- **What the exercise asks**
Reproduce the records exactly, beginning with their first line and ending with the line that contains "pub const CUT_RADIUS: f32 = 4.0;", and output nothing more.

(Source material)

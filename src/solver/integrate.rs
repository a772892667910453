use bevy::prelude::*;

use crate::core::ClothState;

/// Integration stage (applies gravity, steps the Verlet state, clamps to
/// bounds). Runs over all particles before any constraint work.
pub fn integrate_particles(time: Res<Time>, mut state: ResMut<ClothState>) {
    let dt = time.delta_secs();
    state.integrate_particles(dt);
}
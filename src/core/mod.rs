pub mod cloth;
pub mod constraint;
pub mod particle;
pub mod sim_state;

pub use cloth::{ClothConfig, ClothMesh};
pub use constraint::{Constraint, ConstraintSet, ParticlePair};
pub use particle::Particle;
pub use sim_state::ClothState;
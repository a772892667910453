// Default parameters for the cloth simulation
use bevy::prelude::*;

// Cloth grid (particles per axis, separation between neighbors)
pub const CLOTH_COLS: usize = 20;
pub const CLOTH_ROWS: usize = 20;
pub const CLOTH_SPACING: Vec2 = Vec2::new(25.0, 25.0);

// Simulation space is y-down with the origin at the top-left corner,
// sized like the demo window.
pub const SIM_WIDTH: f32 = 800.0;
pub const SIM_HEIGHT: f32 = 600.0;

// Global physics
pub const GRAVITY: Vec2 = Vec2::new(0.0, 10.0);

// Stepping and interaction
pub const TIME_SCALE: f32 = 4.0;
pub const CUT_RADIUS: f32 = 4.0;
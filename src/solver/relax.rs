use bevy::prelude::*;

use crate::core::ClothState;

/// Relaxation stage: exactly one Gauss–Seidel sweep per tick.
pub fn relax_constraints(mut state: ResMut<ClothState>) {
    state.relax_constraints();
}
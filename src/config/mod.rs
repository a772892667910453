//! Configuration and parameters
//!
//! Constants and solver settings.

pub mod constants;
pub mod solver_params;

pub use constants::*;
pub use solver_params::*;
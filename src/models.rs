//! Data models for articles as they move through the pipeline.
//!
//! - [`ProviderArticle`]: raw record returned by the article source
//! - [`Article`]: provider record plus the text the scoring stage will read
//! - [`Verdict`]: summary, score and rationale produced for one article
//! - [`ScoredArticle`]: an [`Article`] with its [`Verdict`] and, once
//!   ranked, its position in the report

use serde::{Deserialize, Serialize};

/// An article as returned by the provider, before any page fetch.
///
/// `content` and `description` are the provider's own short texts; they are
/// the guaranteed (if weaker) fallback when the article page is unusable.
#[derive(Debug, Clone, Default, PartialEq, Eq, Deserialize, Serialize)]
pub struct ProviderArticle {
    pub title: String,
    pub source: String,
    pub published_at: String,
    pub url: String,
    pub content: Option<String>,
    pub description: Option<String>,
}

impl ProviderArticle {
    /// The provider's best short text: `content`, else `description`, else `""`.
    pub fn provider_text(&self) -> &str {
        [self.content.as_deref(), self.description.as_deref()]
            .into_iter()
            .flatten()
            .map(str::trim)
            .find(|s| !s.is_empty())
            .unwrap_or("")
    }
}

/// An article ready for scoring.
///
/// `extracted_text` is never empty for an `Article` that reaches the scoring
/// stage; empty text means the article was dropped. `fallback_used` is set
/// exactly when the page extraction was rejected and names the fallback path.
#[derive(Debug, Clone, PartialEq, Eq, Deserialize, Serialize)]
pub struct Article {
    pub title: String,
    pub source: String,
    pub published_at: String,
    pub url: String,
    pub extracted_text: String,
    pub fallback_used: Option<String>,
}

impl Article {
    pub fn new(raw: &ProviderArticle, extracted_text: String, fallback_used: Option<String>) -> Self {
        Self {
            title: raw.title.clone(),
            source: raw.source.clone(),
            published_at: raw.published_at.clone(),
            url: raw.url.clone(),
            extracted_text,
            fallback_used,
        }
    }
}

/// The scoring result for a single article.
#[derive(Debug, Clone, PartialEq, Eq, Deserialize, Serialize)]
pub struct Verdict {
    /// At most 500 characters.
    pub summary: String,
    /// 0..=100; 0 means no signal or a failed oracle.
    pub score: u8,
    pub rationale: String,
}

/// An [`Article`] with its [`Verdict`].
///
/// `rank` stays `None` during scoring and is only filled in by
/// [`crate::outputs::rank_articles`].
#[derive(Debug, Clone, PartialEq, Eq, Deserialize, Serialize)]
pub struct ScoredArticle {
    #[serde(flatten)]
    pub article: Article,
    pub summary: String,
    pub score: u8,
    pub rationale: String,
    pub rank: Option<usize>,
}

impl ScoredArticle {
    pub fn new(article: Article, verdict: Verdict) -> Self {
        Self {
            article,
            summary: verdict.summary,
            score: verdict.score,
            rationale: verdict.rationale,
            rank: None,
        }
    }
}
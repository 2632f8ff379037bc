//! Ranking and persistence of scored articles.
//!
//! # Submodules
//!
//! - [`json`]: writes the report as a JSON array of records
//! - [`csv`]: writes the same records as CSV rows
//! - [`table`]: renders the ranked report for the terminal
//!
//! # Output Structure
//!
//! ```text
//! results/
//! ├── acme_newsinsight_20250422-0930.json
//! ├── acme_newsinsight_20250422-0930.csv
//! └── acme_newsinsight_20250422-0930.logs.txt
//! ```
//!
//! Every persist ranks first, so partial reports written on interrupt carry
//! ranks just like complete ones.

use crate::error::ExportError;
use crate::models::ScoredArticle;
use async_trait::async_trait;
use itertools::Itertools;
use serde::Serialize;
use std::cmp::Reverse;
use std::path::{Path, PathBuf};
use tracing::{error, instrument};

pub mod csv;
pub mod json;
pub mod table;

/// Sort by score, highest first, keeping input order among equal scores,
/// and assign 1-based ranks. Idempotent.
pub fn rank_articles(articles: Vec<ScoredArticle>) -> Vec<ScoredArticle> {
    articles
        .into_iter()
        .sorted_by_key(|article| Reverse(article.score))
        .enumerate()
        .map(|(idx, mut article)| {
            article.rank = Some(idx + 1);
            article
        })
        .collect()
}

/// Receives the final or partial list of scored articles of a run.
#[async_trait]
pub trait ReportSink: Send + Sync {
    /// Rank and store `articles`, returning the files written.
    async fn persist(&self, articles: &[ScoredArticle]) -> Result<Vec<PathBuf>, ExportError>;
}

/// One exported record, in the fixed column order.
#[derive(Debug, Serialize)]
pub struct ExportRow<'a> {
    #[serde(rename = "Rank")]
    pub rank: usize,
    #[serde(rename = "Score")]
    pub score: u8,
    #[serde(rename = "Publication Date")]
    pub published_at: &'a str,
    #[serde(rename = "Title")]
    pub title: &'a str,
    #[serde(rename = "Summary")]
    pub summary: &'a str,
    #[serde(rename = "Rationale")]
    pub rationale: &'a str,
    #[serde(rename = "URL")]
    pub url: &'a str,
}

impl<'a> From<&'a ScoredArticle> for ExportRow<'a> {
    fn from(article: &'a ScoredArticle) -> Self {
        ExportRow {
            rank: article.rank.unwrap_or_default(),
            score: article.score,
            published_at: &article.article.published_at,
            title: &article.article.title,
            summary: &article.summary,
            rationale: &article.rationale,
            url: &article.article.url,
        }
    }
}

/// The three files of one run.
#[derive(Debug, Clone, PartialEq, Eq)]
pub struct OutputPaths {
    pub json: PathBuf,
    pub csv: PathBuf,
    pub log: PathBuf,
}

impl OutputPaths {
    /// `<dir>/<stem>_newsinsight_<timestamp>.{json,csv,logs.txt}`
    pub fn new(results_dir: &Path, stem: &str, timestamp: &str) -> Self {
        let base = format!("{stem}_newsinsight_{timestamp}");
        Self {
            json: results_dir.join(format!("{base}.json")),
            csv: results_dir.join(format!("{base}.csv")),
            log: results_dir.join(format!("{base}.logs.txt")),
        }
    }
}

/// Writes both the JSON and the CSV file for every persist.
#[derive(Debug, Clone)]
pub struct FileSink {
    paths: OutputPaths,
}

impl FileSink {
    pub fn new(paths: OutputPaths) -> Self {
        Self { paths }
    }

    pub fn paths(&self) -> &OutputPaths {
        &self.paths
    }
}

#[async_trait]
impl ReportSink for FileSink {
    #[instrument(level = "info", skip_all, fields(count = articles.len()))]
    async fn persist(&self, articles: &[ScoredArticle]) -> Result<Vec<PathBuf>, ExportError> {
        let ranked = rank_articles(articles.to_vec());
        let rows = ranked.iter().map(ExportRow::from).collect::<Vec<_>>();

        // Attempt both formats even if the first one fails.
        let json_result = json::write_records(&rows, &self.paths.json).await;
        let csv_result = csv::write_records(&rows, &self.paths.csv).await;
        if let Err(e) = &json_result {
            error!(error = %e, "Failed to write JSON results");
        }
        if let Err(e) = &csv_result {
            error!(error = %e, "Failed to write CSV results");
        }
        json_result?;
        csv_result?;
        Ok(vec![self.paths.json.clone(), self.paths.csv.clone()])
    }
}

(End Source material)

- **Exercise result**
filename src/solver/integrate.rs
repository a772892667910453
use bevy::prelude::*;

use crate::core::ClothState;

/// Integration stage (applies gravity, steps the Verlet state, clamps to
/// bounds). Runs over all particles before any constraint work.
pub fn integrate_particles(time: Res<Time>, mut state: ResMut<ClothState>) {
    let dt = time.delta_secs();
    state.integrate_particles(dt);
}
filename src/core/mod.rs
pub mod cloth;
pub mod constraint;
pub mod particle;
pub mod sim_state;

pub use cloth::{ClothConfig, ClothMesh};
pub use constraint::{Constraint, ConstraintSet, ParticlePair};
pub use particle::Particle;
pub use sim_state::ClothState;
repository a772892667910453
// Default parameters for the cloth simulation
use bevy::prelude::*;

// Cloth grid (particles per axis, separation between neighbors)
pub const CLOTH_COLS: usize = 20;
pub const CLOTH_ROWS: usize = 20;
pub const CLOTH_SPACING: Vec2 = Vec2::new(25.0, 25.0);

// Simulation space is y-down with the origin at the top-left corner,
// sized like the demo window.
pub const SIM_WIDTH: f32 = 800.0;
pub const SIM_HEIGHT: f32 = 600.0;

// Global physics
pub const GRAVITY: Vec2 = Vec2::new(0.0, 10.0);

// Stepping and interaction
pub const TIME_SCALE: f32 = 4.0;
pub const CUT_RADIUS: f32 = 4.0;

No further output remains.